ゲイというだけで差別される辛さを知っていたはずなのに……。
「モナ」
「んー? なに?」
「晩飯、何が食べたい?」
「オムライスぅ」
どうやら昨日のオムライスが気に入ったらしい。
仕方ない、作ってやるか。
エプロンを装備して、冷蔵庫から食材を取り出す。
……あ、そういえばコンビニで少し買っただけだった。また買い足さないと。
「どうぞ、召し上がれ」
「ありがと! いただきます!」
出来上がった料理を差し出すと、モナは元気よく手を合わせた。
だが食べる動作は落ち着いているというか、育ちの良さを感じさせる。
少し感心しながら席に座って、机を挟んでモナと向かい合う。
これでこいつと食事をするのは三度目だろうか。
なんというか……まぁいい。とにかく食べよう。
きっと今度のオムライスは、昨日よりも美味しい。
「ジュン、それなに飲んでるの?」
「ただの天然水」
「もらってもいい?」
「いいよ。あ、モナのコップ出してなかったな。

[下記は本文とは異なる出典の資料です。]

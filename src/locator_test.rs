use super::*;
use pretty_assertions::assert_eq;

#[test]
fn test_query_resolution() {
    assert_eq!(
        Locator::id("PIN").query(),
        (QueryKind::Id, "PIN".to_string())
    );
    assert_eq!(
        Locator::name("unimart").query(),
        (QueryKind::Css, "[name=\"unimart\"]".to_string())
    );
    assert_eq!(
        Locator::partial_link_text("其他用戶").query(),
        (
            QueryKind::XPath,
            "//a[contains(normalize-space(.), '其他用戶')]".to_string()
        )
    );
}

#[test]
fn test_partial_link_text_with_quote() {
    let (_, query) = Locator::partial_link_text("Today's jobs").query();
    assert_eq!(query, "//a[contains(normalize-space(.), \"Today's jobs\")]");
}

#[test]
fn test_for_task_substitution() {
    let template = Locator::xpath("//a[contains(@href, 'task_id={task_id}')]");
    assert_eq!(
        template.for_task(TaskId(13)),
        Locator::xpath("//a[contains(@href, 'task_id=13')]")
    );

    // Locators without placeholder are untouched
    let plain = Locator::id("btn_OK_PIN");
    assert_eq!(plain.for_task(TaskId(1)), plain);
}

#[test]
fn test_serde_shape() {
    let locator: Locator =
        serde_json::from_str(r#"{"by": "xpath", "value": "//input[@type='password']"}"#).unwrap();
    assert_eq!(locator, Locator::xpath("//input[@type='password']"));

    let json = serde_json::to_value(Locator::link_text("C2C快收便")).unwrap();
    assert_eq!(json["by"], "link_text");
    assert_eq!(json["value"], "C2C快收便");
}

#[test]
fn test_wait_strategies() {
    assert!(WaitFor::Presence.accepts(false, false));
    assert!(WaitFor::Visible.accepts(true, false));
    assert!(!WaitFor::Visible.accepts(false, true));
    assert!(WaitFor::Clickable.accepts(true, true));
    assert!(!WaitFor::Clickable.accepts(true, false));
    assert!(WaitFor::Invisible.accepts(false, true));
    assert!(!WaitFor::Invisible.accepts(true, true));
}

#[test]
fn test_display() {
    assert_eq!(Locator::id("UserName").to_string(), "id=UserName");
    assert_eq!(Locator::css("div.item").to_string(), "css=div.item");
}
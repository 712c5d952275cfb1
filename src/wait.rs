//! Bounded polling shared by every suspension point in the workflows.

use std::future::Future;
use std::time::Duration;
use tokio::time::{Instant, sleep};

/// Run `probe` until it yields `Some`, or `timeout` elapses.
///
/// The probe runs at least once, even with a zero timeout. Returns `None` once
/// the deadline passes without a result.
pub async fn poll_until<T, F, Fut>(timeout: Duration, interval: Duration, mut probe: F) -> Option<T>
where
    F: FnMut() -> Fut,
    Fut: Future<Output = Option<T>>,
{
    let deadline = Instant::now() + timeout;
    loop {
        if let Some(value) = probe().await {
            return Some(value);
        }

        let now = Instant::now();
        if now >= deadline {
            return None;
        }
        sleep(interval.min(deadline - now)).await;
    }
}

少し待って……おまえなぁ」
俺が立ち上がるよりも早く、モナは俺のコップを奪い取った。
「えへへ、これ甘くて美味しいね」
天然水が甘いってどんな味覚してんだよ。
些細なことだが、やはり悪魔と人間では違いがあるのだろうと思った。
「天然水でいいなら、いくらでも飲ませてやる。ただし、自分でコップを用意しろ」
「……あ、関節キス、しちゃった」
なに照れてんだこいつ。淫魔のくせに。
「ご、ごめん。これ私が責任もって飲むから。ジュンは新しいコップ使って!」
「……まったく」
そんなこと意識しねぇよ。
もう忘れたのか? 俺はゲイなんだ。
まぁ、面倒だから新しいコップを使うか。
「えへへ、花見ぃ~、お花見ぃ~」
あらあら、ご機嫌ですこと。
「ねぇジュン」
「なんだ?」
「ありがとね」
「なにが?」
「いろいろ」
思い当たる節がありすぎる。
例えば宿と飯を提供してやっていること……。
これって、機嫌を損ねたら持っていかれるという警戒心が原因だったよな?
こいつ、多分追い出しても何もしてこないだろうし、もういいんじゃないか?
「お花見ぃ~、お団子ぉ~」
……ま、いっか。
「ねぇジュン」
「今度は何だ」
「真面目な話しよ! 真面目な話!」
やれやれと思いながら、席に戻ってモナと向かい合う。
モナはコホンと間を置いて。
「私、家事を手伝いたいと思います!」
「……お、おう」
「やっぱり申し訳ないよ!」
なんだよ、自覚はあったのかよ。
「まずお皿洗いでしょ? それから掃除に洗濯……あ、ご飯はジュンが作ってね!」
それから、他の場所に行くって選択肢は無いんですね。
「やだこれ、新婚さんの会話みたいっ」
なんか一人で盛り上がってる。
少しうるさいけど、まぁ、悪くないのかな。
「あっ、勘違いしないでね。ジュンのことはまだ友達くらいにしか思ってないから!」
いや普通にうるさいし迷惑だな。